* [Work to complete]:
Read the records below and copy each line that contains "MetricField".

* [Records]:
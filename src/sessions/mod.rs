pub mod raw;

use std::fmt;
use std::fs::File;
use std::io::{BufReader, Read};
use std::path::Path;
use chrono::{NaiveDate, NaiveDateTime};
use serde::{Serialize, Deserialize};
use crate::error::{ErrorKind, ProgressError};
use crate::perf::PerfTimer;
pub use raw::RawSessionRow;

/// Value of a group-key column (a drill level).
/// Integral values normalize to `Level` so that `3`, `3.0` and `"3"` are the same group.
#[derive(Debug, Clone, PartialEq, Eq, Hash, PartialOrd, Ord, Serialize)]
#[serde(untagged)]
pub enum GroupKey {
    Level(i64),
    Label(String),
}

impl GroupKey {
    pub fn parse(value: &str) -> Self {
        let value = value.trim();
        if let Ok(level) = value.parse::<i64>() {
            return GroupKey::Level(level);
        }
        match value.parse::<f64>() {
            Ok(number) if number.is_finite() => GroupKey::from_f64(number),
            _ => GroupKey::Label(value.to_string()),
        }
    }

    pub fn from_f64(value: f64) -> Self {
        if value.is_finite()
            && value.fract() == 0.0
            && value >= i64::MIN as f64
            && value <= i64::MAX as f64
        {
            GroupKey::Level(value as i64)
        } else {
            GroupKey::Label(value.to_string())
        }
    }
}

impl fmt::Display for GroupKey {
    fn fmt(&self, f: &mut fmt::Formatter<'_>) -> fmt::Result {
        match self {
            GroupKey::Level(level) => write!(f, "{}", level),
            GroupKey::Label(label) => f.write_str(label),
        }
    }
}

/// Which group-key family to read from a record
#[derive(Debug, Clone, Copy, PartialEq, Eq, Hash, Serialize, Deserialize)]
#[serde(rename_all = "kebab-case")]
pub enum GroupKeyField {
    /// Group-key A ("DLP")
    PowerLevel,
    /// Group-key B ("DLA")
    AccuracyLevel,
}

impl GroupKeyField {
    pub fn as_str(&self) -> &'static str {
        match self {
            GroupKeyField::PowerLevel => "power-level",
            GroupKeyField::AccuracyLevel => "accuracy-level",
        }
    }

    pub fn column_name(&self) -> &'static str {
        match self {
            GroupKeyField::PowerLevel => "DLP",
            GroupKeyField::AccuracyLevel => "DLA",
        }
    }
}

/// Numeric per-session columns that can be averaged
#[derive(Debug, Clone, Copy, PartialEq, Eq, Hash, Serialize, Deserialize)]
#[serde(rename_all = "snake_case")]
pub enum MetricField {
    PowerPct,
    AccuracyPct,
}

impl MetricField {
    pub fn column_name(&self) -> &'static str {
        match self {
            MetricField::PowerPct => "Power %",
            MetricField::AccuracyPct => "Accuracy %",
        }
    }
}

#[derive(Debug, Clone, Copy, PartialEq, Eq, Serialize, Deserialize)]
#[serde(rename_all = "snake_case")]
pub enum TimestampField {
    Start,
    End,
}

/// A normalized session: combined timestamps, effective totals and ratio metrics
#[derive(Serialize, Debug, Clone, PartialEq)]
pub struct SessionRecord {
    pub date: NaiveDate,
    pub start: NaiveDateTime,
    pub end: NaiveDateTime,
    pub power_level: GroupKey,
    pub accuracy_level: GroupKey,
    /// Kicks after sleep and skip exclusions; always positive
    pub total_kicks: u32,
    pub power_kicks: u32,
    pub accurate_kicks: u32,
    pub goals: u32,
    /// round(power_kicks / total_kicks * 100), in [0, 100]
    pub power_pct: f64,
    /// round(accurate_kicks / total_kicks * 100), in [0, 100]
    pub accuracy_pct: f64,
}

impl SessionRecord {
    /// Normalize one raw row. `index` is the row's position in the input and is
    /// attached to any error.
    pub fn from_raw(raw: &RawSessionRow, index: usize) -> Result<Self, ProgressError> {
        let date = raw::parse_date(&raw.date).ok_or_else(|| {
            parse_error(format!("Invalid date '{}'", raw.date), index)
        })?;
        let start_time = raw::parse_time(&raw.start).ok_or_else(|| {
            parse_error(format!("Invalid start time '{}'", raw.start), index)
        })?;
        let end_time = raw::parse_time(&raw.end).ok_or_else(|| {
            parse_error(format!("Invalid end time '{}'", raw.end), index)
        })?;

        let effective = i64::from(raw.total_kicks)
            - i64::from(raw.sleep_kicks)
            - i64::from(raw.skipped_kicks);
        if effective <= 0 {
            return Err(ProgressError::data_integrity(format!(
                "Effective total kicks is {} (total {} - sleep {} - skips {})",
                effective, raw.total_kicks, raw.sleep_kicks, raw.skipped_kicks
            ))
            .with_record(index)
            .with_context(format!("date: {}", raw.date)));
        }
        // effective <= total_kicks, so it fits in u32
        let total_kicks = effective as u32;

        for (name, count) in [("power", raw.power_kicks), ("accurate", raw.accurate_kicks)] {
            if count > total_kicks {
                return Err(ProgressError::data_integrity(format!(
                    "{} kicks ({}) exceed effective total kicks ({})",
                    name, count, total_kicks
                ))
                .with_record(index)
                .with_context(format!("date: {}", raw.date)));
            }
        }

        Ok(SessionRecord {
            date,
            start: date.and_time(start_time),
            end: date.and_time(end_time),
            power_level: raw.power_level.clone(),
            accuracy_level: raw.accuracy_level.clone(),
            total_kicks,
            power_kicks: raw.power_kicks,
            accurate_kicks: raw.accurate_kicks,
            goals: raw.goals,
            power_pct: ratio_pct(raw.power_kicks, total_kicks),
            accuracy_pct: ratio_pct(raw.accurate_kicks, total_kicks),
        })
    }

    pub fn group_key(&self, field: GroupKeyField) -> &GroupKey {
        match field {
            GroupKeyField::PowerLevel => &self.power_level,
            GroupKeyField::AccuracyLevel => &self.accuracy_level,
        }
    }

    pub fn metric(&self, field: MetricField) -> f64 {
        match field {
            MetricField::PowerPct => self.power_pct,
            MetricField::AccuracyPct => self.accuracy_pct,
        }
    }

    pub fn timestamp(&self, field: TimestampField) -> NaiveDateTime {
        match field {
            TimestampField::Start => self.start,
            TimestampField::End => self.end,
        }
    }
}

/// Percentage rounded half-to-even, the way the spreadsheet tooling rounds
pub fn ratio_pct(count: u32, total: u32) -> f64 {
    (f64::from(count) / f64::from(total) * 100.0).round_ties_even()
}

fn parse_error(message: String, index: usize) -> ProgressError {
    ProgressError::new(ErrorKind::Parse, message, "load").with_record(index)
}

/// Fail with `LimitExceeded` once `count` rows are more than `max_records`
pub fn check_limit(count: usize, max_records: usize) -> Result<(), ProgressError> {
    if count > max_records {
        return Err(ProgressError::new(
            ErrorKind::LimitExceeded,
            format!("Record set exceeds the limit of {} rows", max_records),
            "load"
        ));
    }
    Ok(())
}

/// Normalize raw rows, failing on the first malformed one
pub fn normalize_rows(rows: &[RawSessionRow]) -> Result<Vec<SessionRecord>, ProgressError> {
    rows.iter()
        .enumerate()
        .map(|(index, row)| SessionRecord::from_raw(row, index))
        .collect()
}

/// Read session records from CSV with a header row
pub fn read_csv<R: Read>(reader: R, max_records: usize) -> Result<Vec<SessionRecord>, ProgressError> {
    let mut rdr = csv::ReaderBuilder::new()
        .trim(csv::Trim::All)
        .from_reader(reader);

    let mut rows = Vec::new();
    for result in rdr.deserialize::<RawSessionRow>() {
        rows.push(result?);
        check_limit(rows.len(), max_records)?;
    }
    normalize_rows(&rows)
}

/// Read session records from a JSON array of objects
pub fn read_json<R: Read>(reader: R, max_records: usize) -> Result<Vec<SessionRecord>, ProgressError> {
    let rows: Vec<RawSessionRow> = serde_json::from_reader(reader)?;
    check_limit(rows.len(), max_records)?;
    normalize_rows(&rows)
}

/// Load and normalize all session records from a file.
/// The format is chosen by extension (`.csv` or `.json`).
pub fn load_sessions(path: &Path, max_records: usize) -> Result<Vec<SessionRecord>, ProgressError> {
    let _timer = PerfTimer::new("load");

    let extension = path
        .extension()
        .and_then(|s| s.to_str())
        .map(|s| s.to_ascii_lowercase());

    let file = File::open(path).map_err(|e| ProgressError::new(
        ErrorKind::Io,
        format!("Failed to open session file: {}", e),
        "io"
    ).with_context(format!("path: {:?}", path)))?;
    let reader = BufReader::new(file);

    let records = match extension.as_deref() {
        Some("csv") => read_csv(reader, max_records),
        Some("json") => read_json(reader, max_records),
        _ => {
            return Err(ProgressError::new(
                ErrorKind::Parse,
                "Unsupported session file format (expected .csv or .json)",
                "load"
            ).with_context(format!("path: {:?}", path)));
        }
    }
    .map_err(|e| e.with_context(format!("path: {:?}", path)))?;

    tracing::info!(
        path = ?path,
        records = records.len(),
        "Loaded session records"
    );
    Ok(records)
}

* [Response]:
pub enum MetricField {
impl MetricField {
            MetricField::PowerPct => "Power %",
            MetricField::AccuracyPct => "Accuracy %",
    pub fn metric(&self, field: MetricField) -> f64 {
            MetricField::PowerPct => self.power_pct,
            MetricField::AccuracyPct => self.accuracy_pct,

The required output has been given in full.